Metformin-Induced Rash: Clinical Insights and Case Studies
Introduction to Metformin and Skin Reactions
Metformin is a widely used medication for managing type 2 diabetes due to its efficacy and safety profile. However, like all medications, it can cause adverse drug reactions (ADRs), including skin rashes. This article synthesizes recent case studies highlighting various types of skin rashes induced by metformin.
Rosacea-like Facial Rash
Case Study: Young Woman with Facial Rash
A notable case involved a 29-year-old woman who developed a facial skin rash while on metformin treatment. Clinical evaluations ruled out systemic diseases, and despite various treatments, the rash persisted until metformin was discontinued. The symptoms improved significantly upon stopping the drug, and reintroduction of metformin led to a recurrence of the rash. This case underscores the importance of considering ADRs in differential diagnoses to avoid medical errors and unnecessary costs 1.

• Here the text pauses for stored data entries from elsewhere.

//! The typed objects stored inside a bundle and the decoder that produces them.
//!
//! Parsing the serialized bundle format and converting textures and audio
//! into common media formats is left to an [`AssetBackend`]. The extraction
//! stage only relies on the object model defined here.

use std::{path::Path, sync::Arc};

use strum::Display;
use thiserror::Error;

/// Identifies an object within its bundle.
pub type PathId = i64;

/// An object decoded from a bundle.
#[derive(Debug, Clone, PartialEq)]
pub struct AssetObject {
    pub path_id: PathId,
    /// The name the object declares for itself, may be empty.
    pub name: String,
    pub data: ObjectData,
}

#[derive(Debug, Clone, PartialEq)]
pub enum ObjectData {
    Texture2D {
        width: u32,
        height: u32,
        format: u32,
        image_data: Vec<u8>,
    },
    Sprite {
        texture_path_id: Option<PathId>,
    },
    AudioClip {
        audio_data: Vec<u8>,
    },
    TextAsset {
        script: Vec<u8>,
    },
    /// The bundle's own table of contents.
    AssetBundle {
        preload_table: Vec<PathId>,
        container: Vec<(String, AssetInfo)>,
    },
    ResourceManager {
        container: Vec<(String, PathId)>,
    },
    /// Any object type that is not modelled.
    Other { type_name: String },
}

/// A container entry of an [`ObjectData::AssetBundle`]: the range of the
/// preload table that belongs to one container path.
#[derive(Debug, Clone, Copy, PartialEq, Eq)]
pub struct AssetInfo {
    pub preload_index: usize,
    pub preload_size: usize,
}

#[derive(Debug, Clone, Copy, PartialEq, Eq, Hash, Display)]
pub enum ObjectKind {
    Texture2D,
    Sprite,
    AudioClip,
    TextAsset,
    AssetBundle,
    ResourceManager,
    Other,
}

impl ObjectKind {
    /// Whether objects of this kind have a known layout.
    pub fn is_concrete(self) -> bool {
        self != ObjectKind::Other
    }
}

impl AssetObject {
    pub fn kind(&self) -> ObjectKind {
        match self.data {
            ObjectData::Texture2D { .. } => ObjectKind::Texture2D,
            ObjectData::Sprite { .. } => ObjectKind::Sprite,
            ObjectData::AudioClip { .. } => ObjectKind::AudioClip,
            ObjectData::TextAsset { .. } => ObjectKind::TextAsset,
            ObjectData::AssetBundle { .. } => ObjectKind::AssetBundle,
            ObjectData::ResourceManager { .. } => ObjectKind::ResourceManager,
            ObjectData::Other { .. } => ObjectKind::Other,
        }
    }

    /// Textures and sprites, the objects that are exported as images.
    pub fn is_visual(&self) -> bool {
        matches!(self.kind(), ObjectKind::Texture2D | ObjectKind::Sprite)
    }
}

/// One serialized file of a bundle with the objects it contains.
#[derive(Debug, Clone, Default)]
pub struct LoadedFile {
    pub name: String,
    pub objects: Vec<AssetObject>,
}

#[derive(Debug, Error)]
pub enum LoadError {
    #[error(transparent)]
    Io(#[from] std::io::Error),

    #[error("malformed bundle: {0}")]
    Malformed(String),

    #[error(transparent)]
    Other(#[from] Box<dyn std::error::Error + Send + Sync>),
}

/// Decodes a bundle file into its typed objects.
pub trait BundleLoader: Send + Sync {
    fn load_bundle(&self, path: &Path) -> Result<Vec<LoadedFile>, LoadError>;
}

/// Renders textures and sprites.
pub trait ImageEncoder: Send + Sync {
    /// Encodes the image of a texture or sprite as PNG, `None` if it can't be decoded.
    fn encode_png(&self, object: &AssetObject) -> Option<Vec<u8>>;
}

/// Converts audio clips.
///
/// Implementations need not be reentrant, calls to [`AudioConverter::to_wav`]
/// are serialized by the caller.
pub trait AudioConverter: Send + Sync {
    fn is_supported(&self, object: &AssetObject) -> bool;

    /// Extension (with leading dot) of the clip's embedded audio data.
    fn native_extension(&self, object: &AssetObject) -> String;

    fn to_wav(&self, object: &AssetObject) -> Option<Vec<u8>>;
}

/// The external decoders used by the extraction stage.
#[derive(Clone)]
pub struct AssetBackend {
    pub loader: Arc<dyn BundleLoader>,
    pub images: Arc<dyn ImageEncoder>,
    pub audio: Arc<dyn AudioConverter>,
}

impl AssetBackend {
    pub fn new(
        loader: impl BundleLoader + 'static,
        images: impl ImageEncoder + 'static,
        audio: impl AudioConverter + 'static,
    ) -> Self {
        Self {
            loader: Arc::new(loader),
            images: Arc::new(images),
            audio: Arc::new(audio),
        }
    }
}

impl std::fmt::Debug for AssetBackend {
    fn fmt(&self, f: &mut std::fmt::Formatter<'_>) -> std::fmt::Result {
        f.debug_struct("AssetBackend").finish_non_exhaustive()
    }
}
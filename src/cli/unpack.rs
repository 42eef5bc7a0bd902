use clap::Parser;

use super::cli_config::ConfigArgs;
use crate::resource::ResourceSync;

/// Only unpack the stored blobs of the current version into the bundle tree.
#[derive(Parser, Debug)]
pub struct Args {
    #[clap(flatten)]
    pub config: ConfigArgs,
}

pub async fn execute(args: Args) -> miette::Result<()> {
    let config = args.config.load()?;
    let sync = ResourceSync::new(config)?;
    for server in sync.config().servers() {
        let version = sync.resolve_version(server).await?;
        let report = sync.extract_files(server, &version).await?;
        tracing::info!(
            "Unpacked {} files for {server}, {} up to date",
            report.written,
            report.skipped
        );
    }
    Ok(())
}
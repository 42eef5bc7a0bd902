pub fn main() -> miette::Result<()> {
    let runtime = tokio::runtime::Builder::new_multi_thread()
        .enable_all()
        .build()
        .expect("Failed building the Runtime");

    let result = runtime.block_on(arkres::cli::execute());

    // Avoid waiting for pending tasks to complete.
    runtime.shutdown_background();

    result
}
//! The remote side of the pipeline: where versions, manifests and blobs come from.

use std::time::Duration;

use arkres_config::Config;
use arkres_consts::consts;
use async_trait::async_trait;
use bytes::Bytes;
use reqwest::{
    Client,
    header::{ACCEPT, ACCEPT_LANGUAGE, HeaderMap, HeaderName, HeaderValue},
};
use url::Url;

use crate::SyncError;

/// Something that serves the files of a resource server.
///
/// The pipeline only ever performs plain GET requests, so the origin is
/// reduced to fetching the body of a URL.
#[async_trait]
pub trait ResourceOrigin: Send + Sync {
    /// Fetches the body of `url`.
    async fn fetch_bytes(&self, url: &Url) -> Result<Bytes, SyncError>;

    /// Fetches the body of `url` as UTF-8 text.
    async fn fetch_text(&self, url: &Url) -> Result<String, SyncError> {
        let bytes = self.fetch_bytes(url).await?;
        String::from_utf8(bytes.to_vec()).map_err(|source| SyncError::InvalidUtf8 {
            url: url.clone(),
            source,
        })
    }
}

/// A [`ResourceOrigin`] that talks to the official asset hosts over HTTP(S),
/// presenting itself like the game client does.
#[derive(Clone)]
pub struct HttpOrigin {
    client: Client,
}

impl HttpOrigin {
    pub fn new(config: &Config) -> Result<Self, SyncError> {
        let header = |value: &str| {
            HeaderValue::from_str(value).map_err(|_| SyncError::InvalidHeader(value.to_string()))
        };

        let mut headers = HeaderMap::new();
        headers.insert(ACCEPT, HeaderValue::from_static("*/*"));
        headers.insert(ACCEPT_LANGUAGE, HeaderValue::from_static("en-us"));
        headers.insert(
            HeaderName::from_static("x-unity-version"),
            header(config.unity_version())?,
        );

        let timeout = 5 * 60;
        let client = Client::builder()
            .pool_max_idle_per_host(20)
            .user_agent(header(config.user_agent())?)
            .default_headers(headers)
            .read_timeout(Duration::from_secs(timeout))
            .build()
            .map_err(SyncError::HttpClient)?;

        Ok(Self { client })
    }
}

#[async_trait]
impl ResourceOrigin for HttpOrigin {
    async fn fetch_bytes(&self, url: &Url) -> Result<Bytes, SyncError> {
        let fetch_error = |source| SyncError::Fetch {
            url: url.clone(),
            source,
        };

        let response = self
            .client
            .get(url.clone())
            .send()
            .await
            .map_err(fetch_error)?;

        if !response.status().is_success() {
            return Err(SyncError::HttpStatus {
                url: url.clone(),
                status: response.status(),
            });
        }

        response.bytes().await.map_err(fetch_error)
    }
}

/// The URLs of one server.
#[derive(Debug, Clone)]
pub struct Endpoints {
    base: Url,
    version: Url,
}

impl Endpoints {
    /// Resolves the endpoints of `server` from its configured or built-in host.
    pub fn new(config: &Config, server: &str) -> Result<Self, SyncError> {
        let host = config
            .server_host(server)
            .ok_or_else(|| SyncError::UnknownServer(server.to_string()))?;
        let platform = config.platform();

        let base = Url::parse(&format!(
            "https://{host}/assetbundle/official/{platform}/"
        ))?;
        let version = if server == consts::CN_SERVER && config.server_hosts.get(server).is_none() {
            Url::parse(&format!(
                "https://{}/config/prod/official/{platform}/version",
                consts::CN_VERSION_HOST
            ))?
        } else {
            base.join("version")?
        };

        Ok(Self { base, version })
    }

    /// The endpoint that reports the latest resource version.
    pub fn version_url(&self) -> &Url {
        &self.version
    }

    pub fn manifest_url(&self, version: &str) -> Result<Url, SyncError> {
        self.asset_url(version, consts::HOT_UPDATE_LIST)
    }

    /// The URL of a blob, `request_name` must already be escaped.
    pub fn asset_url(&self, version: &str, request_name: &str) -> Result<Url, SyncError> {
        Ok(self.base.join(&format!("assets/{version}/{request_name}"))?)
    }
}
use std::{fmt, path::PathBuf, sync::Arc};

use arkres_consts::consts;
use itertools::Itertools;
use percent_encoding::{AsciiSet, NON_ALPHANUMERIC, utf8_percent_encode};

use crate::{
    SyncError,
    layout::DataLayout,
    manifest::BundleDescriptor,
    origin::{Endpoints, ResourceOrigin},
    util::atomic_write,
    workers::{Claim, run_pool},
};

/// Characters that are kept as is in a form-encoded request name.
const FORM_ENCODE_SET: &AsciiSet = &NON_ALPHANUMERIC
    .remove(b'-')
    .remove(b'_')
    .remove(b'.')
    .remove(b'!')
    .remove(b'*')
    .remove(b'(')
    .remove(b')');

/// Derives the file name a bundle is served under from its logical name.
///
/// `gamedata/excel/item_table.ab` becomes `gamedata_excel_item_table.dat`.
pub fn request_name(name: &str) -> String {
    let mut flat = name.replace('#', "__").replace('/', "_");
    for (extension, placeholder) in consts::REQUEST_EXTENSION_PLACEHOLDERS {
        flat = flat.replace(extension, placeholder);
    }

    flat.split(' ')
        .map(|part| utf8_percent_encode(part, FORM_ENCODE_SET).to_string())
        .join("+")
}

/// A blob that still has to be fetched.
#[derive(Debug, Clone)]
pub struct PendingBlob {
    pub bundle: BundleDescriptor,
    pub target: PathBuf,
}

impl fmt::Display for PendingBlob {
    fn fmt(&self, f: &mut fmt::Formatter<'_>) -> fmt::Result {
        f.write_str(&self.bundle.name)
    }
}

/// Selects the bundles whose blob is not stored yet. Bundles that share a
/// digest share a blob, only the first of them is kept.
pub fn pending_blobs(
    layout: &DataLayout,
    bundles: &[BundleDescriptor],
) -> Result<Vec<PendingBlob>, SyncError> {
    let mut pending = Vec::new();
    for bundle in bundles.iter().unique_by(|bundle| bundle.content_digest()) {
        let target = layout.raw_blob_path(bundle)?;
        if !target.is_file() {
            pending.push(PendingBlob {
                bundle: bundle.clone(),
                target,
            });
        }
    }
    Ok(pending)
}

/// Fetches every missing blob of `bundles` into the raw store.
///
/// Returns the number of blobs that were fetched.
pub async fn download_blobs(
    origin: Arc<dyn ResourceOrigin>,
    endpoints: Endpoints,
    layout: &DataLayout,
    version: &str,
    bundles: &[BundleDescriptor],
    workers: usize,
) -> Result<usize, SyncError> {
    let pending = pending_blobs(layout, bundles)?;
    let count = pending.len();
    if count == 0 {
        tracing::info!("All {} blobs are up to date", bundles.len());
        return Ok(0);
    }

    let endpoints = Arc::new(endpoints);
    let version: Arc<str> = version.into();
    run_pool("download", workers, pending, move |claim: Claim<PendingBlob>| {
        let origin = origin.clone();
        let endpoints = endpoints.clone();
        let version = version.clone();
        async move {
            let Claim {
                worker,
                index,
                total,
                item,
            } = claim;
            tracing::info!(
                "[Worker {worker}] Download {index} / {total}: {}",
                item.bundle.name
            );

            let url = endpoints.asset_url(&version, &request_name(&item.bundle.name))?;
            let bytes = origin.fetch_bytes(&url).await?;

            if let Some(parent) = item.target.parent() {
                fs_err::tokio::create_dir_all(parent).await?;
            }
            atomic_write(&item.target, &bytes).await?;
            Ok(())
        }
    })
    .await?;

    Ok(count)
}

#[cfg(test)]
mod tests {
    use rstest::rstest;

    use super::*;

    #[rstest]
    #[case::plain("avg/bg.ab", "avg_bg.dat")]
    #[case::hash_sign("chararts/char_002#1.ab", "chararts_char_002__1.dat")]
    #[case::video("video/opening.mp4", "video_opening.dat")]
    #[case::space("audio/sound beta/v 1.ab", "audio_sound+beta_v+1.dat")]
    #[case::reserved("ui/[uc]common.ab", "ui_%5Buc%5Dcommon.dat")]
    #[case::unreserved("a-b_c!(d)*.bin", "a-b_c!(d)*.bin")]
    #[case::non_ascii("ui/图.ab", "ui_%E5%9B%BE.dat")]
    fn test_request_name(#[case] name: &str, #[case] expected: &str) {
        assert_eq!(request_name(name), expected);
    }

    #[test]
    fn test_pending_blobs_are_unique_and_missing() {
        let dir = tempfile::tempdir().unwrap();
        let layout = DataLayout::new(dir.path());
        let bundle = |name: &str, md5: &str| BundleDescriptor {
            name: name.to_string(),
            hash: String::new(),
            md5: md5.to_string(),
            total_size: 0,
            ab_size: 0,
        };
        let bundles = vec![
            bundle("a.ab", "aaaa0000"),
            bundle("copy_of_a.ab", "aaaa0000"),
            bundle("b.ab", "bbbb0000"),
            bundle("c.ab", "cccc0000"),
        ];

        let stored = layout.raw_blob_path(&bundles[3]).unwrap();
        fs_err::create_dir_all(stored.parent().unwrap()).unwrap();
        fs_err::write(&stored, b"blob").unwrap();

        let pending = pending_blobs(&layout, &bundles).unwrap();
        let names: Vec<_> = pending.iter().map(|p| p.bundle.name.as_str()).collect();
        assert_eq!(names, vec!["a.ab", "b.ab"]);
        assert_eq!(pending[0].target, layout.raw_blob_path(&bundles[1]).unwrap());
    }
}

Leukocytoclastic Vasculitis (LV)
Case Study: Metformin-Induced LV
Another rare but significant reaction is leukocytoclastic vasculitis (LV), as reported in a 33-year-old woman. She developed palpable purpura on her lower limbs shortly after starting metformin. The rash resolved upon discontinuation of the drug but recurred when metformin was reintroduced. A skin biopsy confirmed LV, and the patient had no further episodes after permanently stopping metformin. This case highlights the need for clinicians to recognize the potential of metformin to induce cutaneous vasculitis 2.
DRESS Syndrome
Case Study: DRESS Syndrome Following Metformin
A severe reaction known as DRESS syndrome (Drug Rash with Eosinophilia and Systemic Symptoms) was reported in a 40-year-old man. He presented with a rash, generalized itching, lymphadenopathy, and eosinophilia after starting metformin. The patient's condition improved significantly after discontinuing the drug. This case is particularly noteworthy as it is the first to link metformin with DRESS syndrome, emphasizing the need for high clinical suspicion to promptly diagnose and manage such ADRs 3.
Conclusion
While metformin is generally safe, these case studies illustrate that it can cause various skin reactions, including rosacea-like facial rash, leukocytoclastic vasculitis, and DRESS syndrome. Clinicians should be vigilant for these potential ADRs to ensure timely diagnosis and management, thereby improving patient outcomes.